1 row per label · never auto-distilled

L2recall_messages

Every message verbatim — user and persona, both sides of every turn. No transformation. The ground truth other layers can reconstruct from.

1 row per message · FTS5 indexed · recent-window into prompt

L3events

Episodic memory. When a session closes, an LLM reads L2 and distills 0–3 discrete events, each with a signed emotional_impact in [-10, +10] and up to 3 relational tags from a closed vocabulary.

concept_nodes WHERE type=EVENT · embedded via sqlite-vec

L4thoughts

Long-term impressions. After gate passes (shock OR timer, never over 3/24h), an LLM reflects on recent L3 events and produces 1–2 thoughts. Every thought must cite its source event IDs via filling[].

concept_nodes WHERE type=THOUGHT · edges in concept_node_filling

writeImmediate · per message

L2 captures every incoming and outgoing message before the LLM streams a reply. This is the only write that happens on the turn's critical path. Latency matters here; keep it fast.

L1 is also a write target, but only by admin edits and the onboarding bootstrap — never per-turn.

distillDeferred · per session

After a session idle-closes (default 30min), a background worker pulls L2 messages and asks a small LLM to extract 0–3 events (L3). If the reflection gate allows, a medium LLM then reflects on recent events to produce 1–2 thoughts (L4), each with explicit filling[] evidence.

readFused · every turn

At assembly time, every new user message triggers: L1 read (all 5 blocks), L2 read (recent window), and an L3+L4 vector search with ranking formula:

total = 0.5·recency + 3·relevance + 2·|impact| + 1·relational_bonus

Nothing ever filters by channel_id (iron rule D4).

📚 Where this scoring formula comes from

The retrieval scoring is a direct descendant of Stanford's 2023 Generative Agents paper (Park et al., "Interactive Simulacra of Human Behavior"). In their implementation at reverie/backend_server/persona/cognitive_modules/retrieve.py, the new_retrieve() function fuses three signals: recency × 0.5, relevance × 3.0, importance × 2.0. EchoVessel's weights are lifted verbatim from there.
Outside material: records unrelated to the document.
//! Port for issuing and verifying session tokens.

use crate::domain::{ExternalId, IssuedToken, Role, TokenClaims};

use super::define_port_error;

define_port_error! {
    /// Failures raised by token adapters.
    pub enum TokenError {
        /// The token is past its expiry instant.
        Expired => "token has expired",
        /// The token could not be decoded or carries unexpected claims.
        Malformed { message: String } => "token is malformed: {message}",
        /// The signature does not match the payload.
        InvalidSignature => "token signature is invalid",
        /// Signing a new token failed.
        Signing { message: String } => "failed to sign token: {message}",
    }
}

/// Stateless signed-token issuer and verifier.
///
/// Tokens embed the identity's external id, role and revocation counter.
/// Verification checks signature and expiry only; the revocation counter is
/// compared against the live identity by the authorization gate.
#[cfg_attr(test, mockall::automock)]
pub trait TokenService: Send + Sync {
    /// Sign a token for the given identity snapshot.
    fn issue(
        &self,
        external_id: &ExternalId,
        role: Role,
        revocation_counter: i64,
    ) -> Result<IssuedToken, TokenError>;

    /// Check signature and expiry and return the embedded claims.
    fn verify(&self, token: &str) -> Result<TokenClaims, TokenError>;
}
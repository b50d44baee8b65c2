//! Port for inventory part persistence.

use async_trait::async_trait;
use serde_json::json;

use crate::domain::{Error, NewPart, Part, PartChanges, PartId};

/// Persistence contract for parts.
///
/// Part names are unique and compared case-sensitively.
#[cfg_attr(test, mockall::automock)]
#[async_trait]
pub trait PartRepository: Send + Sync {
    /// Insert a part; fails with `DuplicateValue` on a taken name.
    async fn insert(&self, part: NewPart) -> Result<Part, Error>;

    /// Fetch a part by id.
    async fn find(&self, id: PartId) -> Result<Option<Part>, Error>;

    /// List all parts ordered by id.
    async fn list(&self) -> Result<Vec<Part>, Error>;

    /// Merge allow-listed changes; a rename must not collide with another part.
    async fn update(&self, id: PartId, changes: PartChanges) -> Result<Part, Error>;

    /// Delete a part and return the removed row.
    ///
    /// Fails with `Conflict` while any ticket still holds units of the part.
    async fn delete(&self, id: PartId) -> Result<Part, Error>;
}

/// Error raised when a part name is already taken.
pub fn duplicate_part_name() -> Error {
    Error::duplicate("Part name already exists")
        .with_details(json!({ "field": "name", "code": "duplicate" }))
}

/// Error raised when a path-addressed part does not exist.
pub fn part_not_found(id: PartId) -> Error {
    Error::not_found(format!("Part {id} not found"))
}

/// Error raised when deleting a part still charged to tickets.
pub fn part_in_use(id: PartId) -> Error {
    Error::conflict("Part is in use by service tickets")
        .with_details(json!({ "partId": id.get() }))
}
Four deliberate divergences from the Stanford original:

  1. Added relational_bonus × 1.0 — a closed-vocabulary tag bonus (identity-bearing / unresolved / vulnerability / turning-point / correction / commitment) tuned for long-term companionship scenarios, where "core facts about who the user is" deserve extra pull.
  2. Time-based recency instead of position-based decay. Stanford: decay^i where i is rank in last-accessed order — being retrieved refreshes the memory (cognitive-psychology "rehearsal" effect). EchoVessel: 14-day half-life from created_at, access never refreshes. Diary-style vs brain-style.
  3. Signed emotional_impact ∈ [-10, +10] instead of their unsigned poignancy ∈ [1, 10]. Lets grief (-9) and joy (+9) stay separated in retrieval; the magnitude drives salience, the sign drives valence grouping.
  4. Min-relevance floor of 0.4 — candidates whose cosine similarity to the query is below the floor get dropped before scoring. Stops truly-orthogonal high-impact memories from surfacing on totally unrelated queries. Added after the Over-recall eval metric flagged the failure mode.

Park's original comment in the reference code: "these weights should likely be learned, perhaps through an RL-like process". For now both projects hand-tune to [0.5, 3, 2]. If you find a better set via eval, the whole ranker is just four floats in memory/retrieve.py.